===== Source records

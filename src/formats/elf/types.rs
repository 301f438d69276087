//! Core ELF types and constants

use std::fmt;

/// ELF parsing errors
#[derive(Debug, Clone, PartialEq, Eq)]
pub enum ElfError {
    InvalidMagic,
    UnsupportedClass(u8),
    UnsupportedData(u8),
    InvalidOffset { offset: usize },
    Truncated { offset: usize, needed: usize },
    InvalidSectionIndex(u32),
    MalformedHeader(String),
}

impl fmt::Display for ElfError {
    fn fmt(&self, f: &mut fmt::Formatter<'_>) -> fmt::Result {
        match self {
            Self::InvalidMagic => write!(f, "Invalid ELF magic"),
            Self::UnsupportedClass(c) => write!(f, "Unsupported ELF class: {}", c),
            Self::UnsupportedData(d) => write!(f, "Unsupported ELF data encoding: {}", d),
            Self::InvalidOffset { offset } => write!(f, "Invalid offset: {:#x}", offset),
            Self::Truncated { offset, needed } => {
                write!(f, "Truncated at {:#x}, needed {} bytes", offset, needed)
            }
            Self::InvalidSectionIndex(idx) => write!(f, "Invalid section index: {}", idx),
            Self::MalformedHeader(msg) => write!(f, "Malformed header: {}", msg),
        }
    }
}

impl std::error::Error for ElfError {}

pub type Result<T> = std::result::Result<T, ElfError>;

/// ELF magic number
pub const ELF_MAGIC: &[u8; 4] = b"\x7fELF";

/// ELF class (32-bit or 64-bit)
#[derive(Debug, Clone, Copy, PartialEq, Eq)]
pub enum ElfClass {
    Elf32 = 1,
    Elf64 = 2,
}

impl ElfClass {
    /// Class of images loaded into this process.
    #[cfg(target_pointer_width = "64")]
    pub const NATIVE: ElfClass = ElfClass::Elf64;
    #[cfg(target_pointer_width = "32")]
    pub const NATIVE: ElfClass = ElfClass::Elf32;

    pub fn from_u8(val: u8) -> Result<Self> {
        match val {
            1 => Ok(ElfClass::Elf32),
            2 => Ok(ElfClass::Elf64),
            _ => Err(ElfError::UnsupportedClass(val)),
        }
    }

    pub fn bits(&self) -> u32 {
        match self {
            ElfClass::Elf32 => 32,
            ElfClass::Elf64 => 64,
        }
    }

    /// Size of an address-sized word (`ElfN_Addr`).
    pub fn word_size(&self) -> usize {
        match self {
            ElfClass::Elf32 => 4,
            ElfClass::Elf64 => 8,
        }
    }

    pub fn header_size(&self) -> usize {
        match self {
            ElfClass::Elf32 => 52,
            ElfClass::Elf64 => 64,
        }
    }

    pub fn phdr_size(&self) -> usize {
        match self {
            ElfClass::Elf32 => 32,
            ElfClass::Elf64 => 56,
        }
    }

    pub fn shdr_size(&self) -> usize {
        match self {
            ElfClass::Elf32 => 40,
            ElfClass::Elf64 => 64,
        }
    }

    pub fn sym_size(&self) -> usize {
        match self {
            ElfClass::Elf32 => 16,
            ElfClass::Elf64 => 24,
        }
    }

    pub fn dyn_size(&self) -> usize {
        match self {
            ElfClass::Elf32 => 8,
            ElfClass::Elf64 => 16,
        }
    }
}

/// ELF data encoding (endianness)
#[derive(Debug, Clone, Copy, PartialEq, Eq)]
pub enum ElfData {
    Little = 1,
    Big = 2,
}

impl ElfData {
    /// Byte order of images loaded into this process.
    #[cfg(target_endian = "little")]
    pub const NATIVE: ElfData = ElfData::Little;
    #[cfg(target_endian = "big")]
    pub const NATIVE: ElfData = ElfData::Big;

    pub fn from_u8(val: u8) -> Result<Self> {
        match val {
            1 => Ok(ElfData::Little),
            2 => Ok(ElfData::Big),
            _ => Err(ElfError::UnsupportedData(val)),
        }
    }
}

/// ELF identification (first 16 bytes)
#[derive(Debug, Clone, Copy)]
pub struct ElfIdent {
    pub class: ElfClass,
    pub data: ElfData,
    pub version: u8,
}

/// ELF header, reduced to the fields needed to locate tables
#[derive(Debug, Clone, Copy)]
pub struct ElfHeader {
    pub ident: ElfIdent,
    pub e_type: u16,
    pub e_phoff: u64,
    pub e_shoff: u64,
    pub e_phentsize: u16,
    pub e_phnum: u16,
    pub e_shentsize: u16,
    pub e_shnum: u16,
    pub e_shstrndx: u16,
}

/// Section header
#[derive(Debug, Clone, Copy)]
pub struct SectionHeader {
    pub sh_name: u32,
    pub sh_type: u32,
    pub sh_flags: u64,
    pub sh_addr: u64,
    pub sh_offset: u64,
    pub sh_size: u64,
    pub sh_link: u32,
    pub sh_info: u32,
    pub sh_addralign: u64,
    pub sh_entsize: u64,
}

/// Section types
pub const SHT_NULL: u32 = 0;
pub const SHT_PROGBITS: u32 = 1;
pub const SHT_SYMTAB: u32 = 2;
pub const SHT_STRTAB: u32 = 3;
pub const SHT_DYNSYM: u32 = 11;

/// Special section indices
pub const SHN_UNDEF: u16 = 0;
pub const SHN_LORESERVE: u16 = 0xff00;
pub const SHN_ABS: u16 = 0xfff1;
pub const SHN_COMMON: u16 = 0xfff2;
pub const SHN_HIRESERVE: u16 = 0xffff;

/// Program header
#[derive(Debug, Clone, Copy, PartialEq, Eq)]
pub struct ProgramHeader {
    pub p_type: u32,
    pub p_flags: u32,
    pub p_offset: u64,
    pub p_vaddr: u64,
    pub p_filesz: u64,
    pub p_memsz: u64,
}

/// Program header types
pub const PT_NULL: u32 = 0;
pub const PT_LOAD: u32 = 1;
pub const PT_DYNAMIC: u32 = 2;
pub const PT_PHDR: u32 = 6;

/// Symbol entry
#[derive(Debug, Clone, Copy)]
pub struct Symbol {
    pub st_name: u32,
    pub st_value: u64,
    pub st_size: u64,
    pub st_info: u8,
    pub st_other: u8,
    pub st_shndx: u16,
}

impl Symbol {
    pub fn st_type(&self) -> u8 {
        self.st_info & 0xf
    }

    pub fn is_undefined(&self) -> bool {
        self.st_shndx == SHN_UNDEF
    }

    pub fn is_reserved_index(&self) -> bool {
        (SHN_LORESERVE..=SHN_HIRESERVE).contains(&self.st_shndx)
    }
}

/// Symbol binding
pub const STB_LOCAL: u8 = 0;
pub const STB_GLOBAL: u8 = 1;
pub const STB_WEAK: u8 = 2;

/// Symbol types
pub const STT_NOTYPE: u8 = 0;
pub const STT_OBJECT: u8 = 1;
pub const STT_FUNC: u8 = 2;

/// Kind of symbol a lookup is after.
#[derive(Debug, Clone, Copy, PartialEq, Eq, Hash)]
pub enum SymbolKind {
    Function,
    Object,
}

impl SymbolKind {
    pub fn st_type(self) -> u8 {
        match self {
            SymbolKind::Function => STT_FUNC,
            SymbolKind::Object => STT_OBJECT,
        }
    }

    pub fn matches(self, symbol: &Symbol) -> bool {
        symbol.st_type() == self.st_type()
    }
}

/// Dynamic entry
#[derive(Debug, Clone, Copy)]
pub struct DynamicEntry {
    pub d_tag: i64,
    pub d_val: u64,
}

/// Dynamic tags
pub const DT_NULL: i64 = 0;
pub const DT_HASH: i64 = 4;
pub const DT_STRTAB: i64 = 5;
pub const DT_SYMTAB: i64 = 6;
pub const DT_STRSZ: i64 = 10;
pub const DT_SYMENT: i64 = 11;
pub const DT_GNU_HASH: i64 = 0x6ffffef5;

==========

Exercise details:
All of the data above should be reproduced exactly.

Answer to this problem:
filename src/formats/elf/types.rs
repository 301f438d69276087
//! Core ELF types and constants

use std::fmt;

/// ELF parsing errors
#[derive(Debug, Clone, PartialEq, Eq)]
pub enum ElfError {
    InvalidMagic,
    UnsupportedClass(u8),
    UnsupportedData(u8),
    InvalidOffset { offset: usize },
    Truncated { offset: usize, needed: usize },
    InvalidSectionIndex(u32),
    MalformedHeader(String),
}

impl fmt::Display for ElfError {
    fn fmt(&self, f: &mut fmt::Formatter<'_>) -> fmt::Result {
        match self {
            Self::InvalidMagic => write!(f, "Invalid ELF magic"),
            Self::UnsupportedClass(c) => write!(f, "Unsupported ELF class: {}", c),
            Self::UnsupportedData(d) => write!(f, "Unsupported ELF data encoding: {}", d),
            Self::InvalidOffset { offset } => write!(f, "Invalid offset: {:#x}", offset),
            Self::Truncated { offset, needed } => {
                write!(f, "Truncated at {:#x}, needed {} bytes", offset, needed)
            }
            Self::InvalidSectionIndex(idx) => write!(f, "Invalid section index: {}", idx),
            Self::MalformedHeader(msg) => write!(f, "Malformed header: {}", msg),
        }
    }
}

impl std::error::Error for ElfError {}

pub type Result<T> = std::result::Result<T, ElfError>;

/// ELF magic number
pub const ELF_MAGIC: &[u8; 4] = b"\x7fELF";

/// ELF class (32-bit or 64-bit)
#[derive(Debug, Clone, Copy, PartialEq, Eq)]
pub enum ElfClass {
    Elf32 = 1,
    Elf64 = 2,
}

impl ElfClass {
    /// Class of images loaded into this process.
    #[cfg(target_pointer_width = "64")]
    pub const NATIVE: ElfClass = ElfClass::Elf64;
    #[cfg(target_pointer_width = "32")]
    pub const NATIVE: ElfClass = ElfClass::Elf32;

    pub fn from_u8(val: u8) -> Result<Self> {
        match val {
            1 => Ok(ElfClass::Elf32),
            2 => Ok(ElfClass::Elf64),
            _ => Err(ElfError::UnsupportedClass(val)),
        }
    }

    pub fn bits(&self) -> u32 {
        match self {
            ElfClass::Elf32 => 32,
            ElfClass::Elf64 => 64,
        }
    }

    /// Size of an address-sized word (`ElfN_Addr`).
    pub fn word_size(&self) -> usize {
        match self {
            ElfClass::Elf32 => 4,
            ElfClass::Elf64 => 8,
        }
    }

    pub fn header_size(&self) -> usize {
        match self {
            ElfClass::Elf32 => 52,
            ElfClass::Elf64 => 64,
        }
    }

    pub fn phdr_size(&self) -> usize {
        match self {
            ElfClass::Elf32 => 32,
            ElfClass::Elf64 => 56,
        }
    }

    pub fn shdr_size(&self) -> usize {
        match self {
            ElfClass::Elf32 => 40,
            ElfClass::Elf64 => 64,
        }
    }

    pub fn sym_size(&self) -> usize {
        match self {
            ElfClass::Elf32 => 16,
            ElfClass::Elf64 => 24,
        }
    }

    pub fn dyn_size(&self) -> usize {
        match self {
            ElfClass::Elf32 => 8,
            ElfClass::Elf64 => 16,
        }
    }
}

/// ELF data encoding (endianness)
#[derive(Debug, Clone, Copy, PartialEq, Eq)]
pub enum ElfData {
    Little = 1,
    Big = 2,
}

impl ElfData {
    /// Byte order of images loaded into this process.
    #[cfg(target_endian = "little")]
    pub const NATIVE: ElfData = ElfData::Little;
    #[cfg(target_endian = "big")]
    pub const NATIVE: ElfData = ElfData::Big;

    pub fn from_u8(val: u8) -> Result<Self> {
        match val {
            1 => Ok(ElfData::Little),
            2 => Ok(ElfData::Big),
            _ => Err(ElfError::UnsupportedData(val)),
        }
    }
}

/// ELF identification (first 16 bytes)
#[derive(Debug, Clone, Copy)]
pub struct ElfIdent {
    pub class: ElfClass,
    pub data: ElfData,
    pub version: u8,
}

/// ELF header, reduced to the fields needed to locate tables
#[derive(Debug, Clone, Copy)]
pub struct ElfHeader {
    pub ident: ElfIdent,
    pub e_type: u16,
    pub e_phoff: u64,
    pub e_shoff: u64,
    pub e_phentsize: u16,
    pub e_phnum: u16,
    pub e_shentsize: u16,
    pub e_shnum: u16,
    pub e_shstrndx: u16,
}

/// Section header
#[derive(Debug, Clone, Copy)]
pub struct SectionHeader {
    pub sh_name: u32,
    pub sh_type: u32,
    pub sh_flags: u64,
    pub sh_addr: u64,
    pub sh_offset: u64,
    pub sh_size: u64,
    pub sh_link: u32,
    pub sh_info: u32,
    pub sh_addralign: u64,
    pub sh_entsize: u64,
}

/// Section types
pub const SHT_NULL: u32 = 0;
pub const SHT_PROGBITS: u32 = 1;
pub const SHT_SYMTAB: u32 = 2;
pub const SHT_STRTAB: u32 = 3;
pub const SHT_DYNSYM: u32 = 11;

/// Special section indices
pub const SHN_UNDEF: u16 = 0;
pub const SHN_LORESERVE: u16 = 0xff00;
pub const SHN_ABS: u16 = 0xfff1;
pub const SHN_COMMON: u16 = 0xfff2;
pub const SHN_HIRESERVE: u16 = 0xffff;

/// Program header
#[derive(Debug, Clone, Copy, PartialEq, Eq)]
pub struct ProgramHeader {
    pub p_type: u32,
    pub p_flags: u32,
    pub p_offset: u64,
    pub p_vaddr: u64,
    pub p_filesz: u64,
    pub p_memsz: u64,
}

/// Program header types
pub const PT_NULL: u32 = 0;
pub const PT_LOAD: u32 = 1;
pub const PT_DYNAMIC: u32 = 2;
pub const PT_PHDR: u32 = 6;

/// Symbol entry
#[derive(Debug, Clone, Copy)]
pub struct Symbol {
    pub st_name: u32,
    pub st_value: u64,
    pub st_size: u64,
    pub st_info: u8,
    pub st_other: u8,
    pub st_shndx: u16,
}

impl Symbol {
    pub fn st_type(&self) -> u8 {
        self.st_info & 0xf
    }

    pub fn is_undefined(&self) -> bool {
        self.st_shndx == SHN_UNDEF
    }

    pub fn is_reserved_index(&self) -> bool {
        (SHN_LORESERVE..=SHN_HIRESERVE).contains(&self.st_shndx)
    }
}

/// Symbol binding
pub const STB_LOCAL: u8 = 0;
pub const STB_GLOBAL: u8 = 1;
pub const STB_WEAK: u8 = 2;

/// Symbol types
pub const STT_NOTYPE: u8 = 0;
pub const STT_OBJECT: u8 = 1;
pub const STT_FUNC: u8 = 2;

/// Kind of symbol a lookup is after.
#[derive(Debug, Clone, Copy, PartialEq, Eq, Hash)]
pub enum SymbolKind {
    Function,
    Object,
}

impl SymbolKind {
    pub fn st_type(self) -> u8 {
        match self {
            SymbolKind::Function => STT_FUNC,
            SymbolKind::Object => STT_OBJECT,
        }
    }

    pub fn matches(self, symbol: &Symbol) -> bool {
        symbol.st_type() == self.st_type()
    }
}

/// Dynamic entry
#[derive(Debug, Clone, Copy)]
pub struct DynamicEntry {
    pub d_tag: i64,
    pub d_val: u64,
}

/// Dynamic tags
pub const DT_NULL: i64 = 0;
pub const DT_HASH: i64 = 4;
pub const DT_STRTAB: i64 = 5;
pub const DT_SYMTAB: i64 = 6;
pub const DT_STRSZ: i64 = 10;
pub const DT_SYMENT: i64 = 11;
pub const DT_GNU_HASH: i64 = 0x6ffffef5;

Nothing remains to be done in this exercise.